Can't you see that the graph you have does NOT show the feasible region? As my friend Subhotosh Khan suggested, use paper and draw the lines. Regardless of what you might have been told you should shade away the bad points for each inequality. This way in the end the feasible region will be the blank space. Otherwise you will have to find where the four inequalities overlap!

 

[amathproblemthatneedsolve]

Can't you see that the graph you have does NOT show the feasible region? As my friend Subhotosh Khan suggested, use paper and draw the lines. Regardless of what you might have been told you should shade away the bad points for each inequality. This way in the end the feasible region will be the blank space. Otherwise you will have to find where the four inequalities overlap!

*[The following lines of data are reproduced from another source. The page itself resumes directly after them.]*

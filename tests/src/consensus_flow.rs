//! ConsensusApp vote rounds checked against the transition validator,
//! exactly as two stores would check each other's commitments.

use primitive_types::U256;
use shared_types::{Commitment, CommitmentType};

use fm_validator::consensus_app::{self, attributes};
use fm_validator::{valid_transition, ConsensusAppAttributes, ConsensusAppRules};

use crate::fixtures::{create_channel, create_keys, create_prefund};

/// A running consensus channel at an arbitrary App turn.
fn create_consensus_commitment(allocation: Vec<U256>, turn_num: u64) -> Commitment {
    let (key_a, key_b) = create_keys();
    let channel = create_channel(&key_a, &key_b, 7);
    Commitment {
        turn_num,
        commitment_type: CommitmentType::App,
        ..create_prefund(&channel, allocation, ConsensusAppAttributes::consensus().encode())
    }
}

#[test]
fn test_propose_then_final_vote_reallocates() {
    let consensus = create_consensus_commitment(vec![U256::from(5), U256::from(1)], 6);
    let proposed = vec![U256::from(4), U256::from(2)];

    let proposal = consensus_app::propose(
        &consensus,
        proposed.clone(),
        consensus.destination.clone(),
    )
    .unwrap();
    valid_transition(&consensus, &proposal, &ConsensusAppRules).unwrap();
    assert_eq!(attributes(&proposal).unwrap().further_votes_required, 1);
    // Balances move only on the final vote.
    assert_eq!(proposal.allocation, consensus.allocation);

    let settled = consensus_app::final_vote(&proposal).unwrap();
    valid_transition(&proposal, &settled, &ConsensusAppRules).unwrap();
    assert_eq!(settled.allocation, proposed);
    assert_eq!(attributes(&settled).unwrap().further_votes_required, 0);
}

#[test]
fn test_veto_restores_the_standing_outcome() {
    let consensus = create_consensus_commitment(vec![U256::from(5), U256::from(1)], 6);
    let proposal = consensus_app::propose(
        &consensus,
        vec![U256::from(0), U256::from(6)],
        consensus.destination.clone(),
    )
    .unwrap();
    let vetoed = consensus_app::veto(&proposal).unwrap();
    valid_transition(&proposal, &vetoed, &ConsensusAppRules).unwrap();
    assert_eq!(vetoed.allocation, consensus.allocation);
    assert_eq!(attributes(&vetoed).unwrap().further_votes_required, 0);
}

#[test]
fn test_three_party_proposal_needs_two_votes() {
    let keys: Vec<_> = (1u8..=3)
        .map(|b| shared_crypto::PrivateKey::from_bytes([b; 32]).unwrap())
        .collect();
    let channel = shared_types::Channel::new(
        [0xaa; 20],
        U256::from(9),
        keys.iter().map(|k| k.address()).collect(),
    )
    .unwrap();
    let consensus = Commitment {
        channel: channel.clone(),
        turn_num: 9,
        commitment_count: 0,
        allocation: vec![U256::from(3), U256::from(2), U256::from(1)],
        destination: channel.participants.clone(),
        commitment_type: CommitmentType::App,
        app_attributes: ConsensusAppAttributes::consensus().encode(),
    };
    let proposed = vec![U256::from(1), U256::from(2), U256::from(3)];

    let proposal =
        consensus_app::propose(&consensus, proposed.clone(), channel.participants.clone())
            .unwrap();
    assert_eq!(attributes(&proposal).unwrap().further_votes_required, 2);

    // accept_consensus picks vote vs final_vote by the outstanding count.
    let voted = consensus_app::accept_consensus(&proposal).unwrap();
    valid_transition(&proposal, &voted, &ConsensusAppRules).unwrap();
    assert_eq!(attributes(&voted).unwrap().further_votes_required, 1);
    assert_eq!(voted.allocation, consensus.allocation);

    let settled = consensus_app::accept_consensus(&voted).unwrap();
    valid_transition(&voted, &settled, &ConsensusAppRules).unwrap();
    assert_eq!(settled.allocation, proposed);
}

#[test]
fn test_skipped_turn_number_is_rejected() {
    let consensus = create_consensus_commitment(vec![U256::from(5), U256::from(1)], 6);
    let mut skipped = consensus_app::pass(&consensus).unwrap();
    skipped.turn_num = 8;
    let err = valid_transition(&consensus, &skipped, &ConsensusAppRules).unwrap_err();
    assert_eq!(
        err.to_string(),
        "turnNum must increase by 1: 6 -> 8"
    );
}

#[test]
fn test_premature_final_vote_is_rejected() {
    let keys: Vec<_> = (1u8..=3)
        .map(|b| shared_crypto::PrivateKey::from_bytes([b; 32]).unwrap())
        .collect();
    let channel = shared_types::Channel::new(
        [0xaa; 20],
        U256::from(10),
        keys.iter().map(|k| k.address()).collect(),
    )
    .unwrap();
    let consensus = Commitment {
        channel: channel.clone(),
        turn_num: 9,
        commitment_count: 0,
        allocation: vec![U256::from(1), U256::from(1), U256::from(1)],
        destination: channel.participants.clone(),
        commitment_type: CommitmentType::App,
        app_attributes: ConsensusAppAttributes::consensus().encode(),
    };
    let proposal = consensus_app::propose(
        &consensus,
        vec![U256::from(3), U256::zero(), U256::zero()],
        channel.participants.clone(),
    )
    .unwrap();
    // Two votes outstanding: a final vote now must be refused.
    assert!(consensus_app::final_vote(&proposal).is_err());
}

I've done this now. my points(vertexes) are (12,36), (40,10), (12,10) also x+y=50 and 30x+35y=1620 cross at (26,24) but the most profit comes from (12,36) $720

 

[JeffM]

I do not particularly like these questions. They are "fake" examples of an important real-world application. Real world problems are almost never soluble by graphing and frequently require integer programming rather than linear programming: you cannot bake 1/17th of a cake. Moreover, solving by finding vertices is, as jomo pointed out, frequently burdensome. Nevertheless, it is always possible in principle to solve through finding feasible vertices.

Your set-up was fine.

[MATH]x = \text {# of chocolate cakes.} [/MATH]
[MATH]y = \text {# of carrot cakes.} [/MATH]
[MATH]p = \text {profit.}[/MATH]
[MATH]p = 12x + 16y.[/MATH]
Constraints

[MATH]12 \le x,\ 10 \le y,\ x + y \le 50,\ \text { and } 30x + 35x \le 1620.[/MATH]
With four lines, you have at most 6 vertices. Actually, here, there are only 5. How many are "feasible"?

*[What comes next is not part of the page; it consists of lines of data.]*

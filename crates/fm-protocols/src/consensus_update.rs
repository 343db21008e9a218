//! # Consensus Update
//!
//! Drives a ledger channel to unanimous agreement on a reallocation:
//! one participant proposes, everyone else votes, and the final vote
//! enacts the proposed outcome.
//!
//! ```text
//! NotSafeToSend -> CommitmentSent -> { Success | Failure }
//! ```
//!
//! Success requires the channel's latest commitment to be a validated
//! consensus carrying exactly the agreed outcome. Unlike Advance Channel,
//! a validator rejection here is terminal: a ledger reallocation that one
//! participant will not sign can never complete.

use primitive_types::U256;
use shared_types::{Address, ChannelId, Commitment, CommitmentType};
use tracing::{debug, warn};

use fm_validator::consensus_app::{self, UpdateType};

use crate::actions::ProtocolAction;
use crate::locator::ProtocolLocator;
use crate::shared_data::{SharedData, StoreError};

#[derive(Debug, Clone)]
pub struct ConsensusUpdateArgs {
    pub process_id: String,
    pub protocol_locator: ProtocolLocator,
    pub channel_id: ChannelId,
    pub proposed_allocation: Vec<U256>,
    pub proposed_destination: Vec<Address>,
    pub cleared_to_send: bool,
}

#[derive(Debug, Clone)]
pub enum ConsensusUpdate {
    NotSafeToSend { args: ConsensusUpdateArgs },
    CommitmentSent { args: ConsensusUpdateArgs },
    Success { channel_id: ChannelId },
    Failure { channel_id: ChannelId, reason: String },
}

impl ConsensusUpdate {
    pub fn is_terminal(&self) -> bool {
        matches!(self, Self::Success { .. } | Self::Failure { .. })
    }

    pub fn is_success(&self) -> bool {
        matches!(self, Self::Success { .. })
    }

    pub fn channel_id(&self) -> ChannelId {
        match self {
            Self::NotSafeToSend { args } | Self::CommitmentSent { args } => args.channel_id,
            Self::Success { channel_id } | Self::Failure { channel_id, .. } => *channel_id,
        }
    }
}

pub fn initialize(args: ConsensusUpdateArgs, shared: &mut SharedData) -> ConsensusUpdate {
    attempt(args, shared)
}

pub fn reduce(
    state: ConsensusUpdate,
    shared: &mut SharedData,
    action: &ProtocolAction,
) -> ConsensusUpdate {
    let mut args = match state {
        ConsensusUpdate::NotSafeToSend { args } | ConsensusUpdate::CommitmentSent { args } => args,
        terminal => return terminal,
    };

    match action {
        ProtocolAction::CommitmentsReceived {
            signed_commitments, ..
        } => {
            for signed in signed_commitments {
                match shared.check_and_store(signed.clone()) {
                    Ok(()) => {}
                    Err(StoreError::StaleTurnNum { .. }) => {}
                    Err(e) => {
                        return ConsensusUpdate::Failure {
                            channel_id: args.channel_id,
                            reason: e.to_string(),
                        };
                    }
                }
            }
            attempt(args, shared)
        }
        ProtocolAction::ClearedToSend { .. } => {
            args.cleared_to_send = true;
            attempt(args, shared)
        }
        _ => {
            warn!(
                process_id = action.process_id(),
                "consensus update ignored action"
            );
            attempt(args, shared)
        }
    }
}

/// Inspect the latest commitment and act: conclude success, sign our next
/// move, or keep waiting.
fn attempt(args: ConsensusUpdateArgs, shared: &mut SharedData) -> ConsensusUpdate {
    let latest = match shared.channel(&args.channel_id) {
        Ok(state) => match state.last_commitment() {
            Some(sc) => sc.commitment.clone(),
            None => {
                return ConsensusUpdate::Failure {
                    channel_id: args.channel_id,
                    reason: "channel has no commitments".to_string(),
                }
            }
        },
        Err(e) => {
            return ConsensusUpdate::Failure {
                channel_id: args.channel_id,
                reason: e.to_string(),
            }
        }
    };

    if outcome_reached(&latest, &args) {
        return ConsensusUpdate::Success {
            channel_id: args.channel_id,
        };
    }

    let our_turn = shared
        .channel(&args.channel_id)
        .map(|state| state.our_turn())
        .unwrap_or(false);
    if !(args.cleared_to_send && our_turn) {
        return ConsensusUpdate::NotSafeToSend { args };
    }

    let next = match next_move(&latest, &args) {
        Ok(Some(commitment)) => commitment,
        Ok(None) => return ConsensusUpdate::NotSafeToSend { args },
        Err(reason) => {
            return ConsensusUpdate::Failure {
                channel_id: args.channel_id,
                reason,
            }
        }
    };

    match shared.sign_and_store(next) {
        Ok(signed) => {
            debug!(
                turn_num = signed.commitment.turn_num,
                "signed consensus commitment"
            );
            if let Err(e) = shared.send_commitments(
                &args.channel_id,
                &args.process_id,
                args.protocol_locator.clone(),
            ) {
                warn!(error = %e, "failed to queue consensus commitments");
            }
        }
        Err(e) => {
            return ConsensusUpdate::Failure {
                channel_id: args.channel_id,
                reason: e.to_string(),
            }
        }
    }

    match shared.channel(&args.channel_id) {
        Ok(state)
            if state
                .last_commitment()
                .is_some_and(|sc| outcome_reached(&sc.commitment, &args)) =>
        {
            ConsensusUpdate::Success {
                channel_id: args.channel_id,
            }
        }
        _ => ConsensusUpdate::CommitmentSent { args },
    }
}

/// Our next commitment given the open state of the vote.
fn next_move(latest: &Commitment, args: &ConsensusUpdateArgs) -> Result<Option<Commitment>, String> {
    if latest.commitment_type != CommitmentType::App
        && latest.commitment_type != CommitmentType::PostFundSetup
    {
        return Err(format!(
            "consensus update cannot run from a {:?} commitment",
            latest.commitment_type
        ));
    }
    let attrs = consensus_app::attributes(latest).map_err(|e| e.to_string())?;
    match attrs.update_type {
        UpdateType::Consensus => {
            consensus_app::propose(
                latest,
                args.proposed_allocation.clone(),
                args.proposed_destination.clone(),
            )
            .map(Some)
            .map_err(|e| e.to_string())
        }
        UpdateType::Proposal => {
            if attrs.proposed_allocation != args.proposed_allocation
                || attrs.proposed_destination != args.proposed_destination
            {
                return Err("proposal does not match the agreed outcome".to_string());
            }
            consensus_app::accept_consensus(latest)
                .map(Some)
                .map_err(|e| e.to_string())
        }
    }
}

fn outcome_reached(latest: &Commitment, args: &ConsensusUpdateArgs) -> bool {
    if latest.commitment_type != CommitmentType::App {
        return false;
    }
    let Ok(attrs) = consensus_app::attributes(latest) else {
        return false;
    };
    attrs.update_type == UpdateType::Consensus
        && latest.allocation == args.proposed_allocation
        && latest.destination == args.proposed_destination
}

[MATH]x = 12 \ \& \ y = 10 \implies 12 + 10 < 50 \ \& \ 30 * 12 + 35 * 10 = 710 < 1620.[/MATH]
Feasible.

[MATH]x = 12 \ \& \ 30x + 35y = 1620 \implies y = \dfrac{1620 - 360}{35} = 36 > 10 \ \& 12 + 36 < 50.[/MATH]
Feasible.

[MATH]y = 10 \ \& \ x + y = 50 \implies x = 40 > 12 \ \& \ 30 * 40 + 35 * 10 = 1550 < 1620.[/MATH]
Feasible.

[MATH]y = 10 \ \& \ 30x + 35y = 1620 \implies x = \dfrac{1620 - 350}{30} \approx 42.3 > 10 \text { but } x + 10 > 50.[/MATH]
Not feasible.

[MATH]x = 12 \ \& \ x + y = 50 \implies y = 38 > 12 \text { but } 30 * 12 + 35 * 38 = 1690 > 1620.[/MATH]
Not feasible (for two reasons).

As Jomo said, in this case, graphing is a lot simpler, but it is not generally applicable if there are more than two variables. But, however, you did it, I too find three feasible vertices at (12, 10), (12, 36), and (40, 10).

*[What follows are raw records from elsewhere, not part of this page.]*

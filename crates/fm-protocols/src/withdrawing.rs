//! # Withdrawing
//!
//! Moves a concluded channel's funds from the adjudicator to an address
//! the user approves:
//!
//! ```text
//! ApprovalPending -> WaitForTransaction -> WaitForAcknowledgement -> Success
//!        |                   |
//!        v                   v
//!     Rejected            Failure
//! ```

use primitive_types::U256;
use shared_types::ChannelId;
use tracing::warn;

use crate::actions::ProtocolAction;
use crate::outbox::TransactionKind;
use crate::shared_data::SharedData;
use crate::transaction_submission::{self, TransactionSubmission};

#[derive(Debug, Clone, Copy, PartialEq, Eq)]
pub enum WithdrawalFailureReason {
    UserRejected,
    TransactionFailed,
    ChannelNotClosed,
}

#[derive(Debug, Clone)]
pub enum Withdrawing {
    ApprovalPending {
        process_id: String,
        channel_id: ChannelId,
    },
    WaitForTransaction {
        process_id: String,
        channel_id: ChannelId,
        transaction: TransactionSubmission,
    },
    WaitForAcknowledgement {
        process_id: String,
        channel_id: ChannelId,
    },
    Success {
        channel_id: ChannelId,
    },
    Failure {
        channel_id: ChannelId,
        reason: WithdrawalFailureReason,
    },
}

impl Withdrawing {
    pub fn is_terminal(&self) -> bool {
        matches!(self, Self::Success { .. } | Self::Failure { .. })
    }

    pub fn is_success(&self) -> bool {
        matches!(self, Self::Success { .. })
    }
}

pub fn initialize(process_id: &str, channel_id: ChannelId) -> Withdrawing {
    Withdrawing::ApprovalPending {
        process_id: process_id.to_string(),
        channel_id,
    }
}

pub fn reduce(state: Withdrawing, shared: &mut SharedData, action: &ProtocolAction) -> Withdrawing {
    match (state, action) {
        (
            Withdrawing::ApprovalPending {
                process_id,
                channel_id,
            },
            ProtocolAction::WithdrawalApproved {
                withdrawal_address, ..
            },
        ) => {
            let amount = match our_share(&channel_id, shared) {
                Some(amount) => amount,
                None => {
                    return Withdrawing::Failure {
                        channel_id,
                        reason: WithdrawalFailureReason::ChannelNotClosed,
                    }
                }
            };
            let participant = match shared.channel(&channel_id) {
                Ok(state) => state.our_address(),
                Err(_) => shared.address(),
            };
            let transaction = transaction_submission::initialize(
                &process_id,
                TransactionKind::Withdraw {
                    channel_id,
                    participant,
                    destination: *withdrawal_address,
                    amount,
                },
                shared,
            );
            Withdrawing::WaitForTransaction {
                process_id,
                channel_id,
                transaction,
            }
        }
        (
            Withdrawing::ApprovalPending { channel_id, .. },
            ProtocolAction::WithdrawalRejected { .. },
        ) => Withdrawing::Failure {
            channel_id,
            reason: WithdrawalFailureReason::UserRejected,
        },
        (
            Withdrawing::WaitForTransaction {
                process_id,
                channel_id,
                transaction,
            },
            action,
        ) => {
            let transaction = transaction_submission::reduce(transaction, shared, action);
            if transaction.is_success() {
                Withdrawing::WaitForAcknowledgement {
                    process_id,
                    channel_id,
                }
            } else if transaction.is_terminal() {
                Withdrawing::Failure {
                    channel_id,
                    reason: WithdrawalFailureReason::TransactionFailed,
                }
            } else {
                Withdrawing::WaitForTransaction {
                    process_id,
                    channel_id,
                    transaction,
                }
            }
        }
        (
            Withdrawing::WaitForAcknowledgement { channel_id, .. },
            ProtocolAction::WithdrawalSuccessAcknowledged { .. },
        ) => Withdrawing::Success { channel_id },
        (state, action) => {
            warn!(
                process_id = action.process_id(),
                "withdrawing ignored action"
            );
            state
        }
    }
}

/// Our allocation entry in the channel's latest commitment; the channel
/// must have reached its conclude round.
fn our_share(channel_id: &ChannelId, shared: &SharedData) -> Option<U256> {
    let state = shared.channel(channel_id).ok()?;
    let latest = &state.last_commitment()?.commitment;
    if latest.commitment_type != shared_types::CommitmentType::Conclude {
        return None;
    }
    let our_address = state.our_address();
    latest
        .destination
        .iter()
        .position(|d| *d == our_address)
        .map(|i| latest.allocation[i])
}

Now you just compute profits at all 3. But it is obvious by inspection that

[MATH]12 * 12 + 10 * 16 < 12 * 12 + 36 * 16 = 720.[/MATH]
[MATH]40 * 12 + 10 * 16 = 640.[/MATH]
Well done. It is interesting that the maximum profit does not come from baking the maximum number of cakes, which is a bit counter-intuitive.

 

[amathproblemthatneedsolve]

I do not particularly like these questions. They are "fake" examples of an important real-world application. Real world problems are almost never soluble by graphing and frequently require integer programming rather than linear programming: you cannot bake 1/17th of a cake. Moreover, solving by finding vertices is, as jomo pointed out, frequently burdensome. Nevertheless, it is always possible in principle to solve through finding feasible vertices.

Your set-up was fine.

[MATH]x = \text {# of chocolate cakes.} [/MATH]
[MATH]y = \text {# of carrot cakes.} [/MATH]
[MATH]p = \text {profit.}[/MATH]
[MATH]p = 12x + 16y.[/MATH]
Constraints

[MATH]12 \le x,\ 10 \le y,\ x + y \le 50,\ \text { and } 30x + 35x \le 1620.[/MATH]
With four lines, you have at most 6 vertices. Actually, here, there are only 5. How many are "feasible"?

[MATH]x = 12 \ \& \ y = 10 \implies 12 + 10 < 50 \ \& \ 30 * 12 + 35 * 10 = 710 < 1620.[/MATH]
Feasible.

[MATH]x = 12 \ \& \ 30x + 35y = 1620 \implies y = \dfrac{1620 - 360}{35} = 36 > 10 \ \& 12 + 36 < 50.[/MATH]
Feasible.

[MATH]y = 10 \ \& \ x + y = 50 \implies x = 40 > 12 \ \& \ 30 * 40 + 35 * 10 = 1550 < 1620.[/MATH]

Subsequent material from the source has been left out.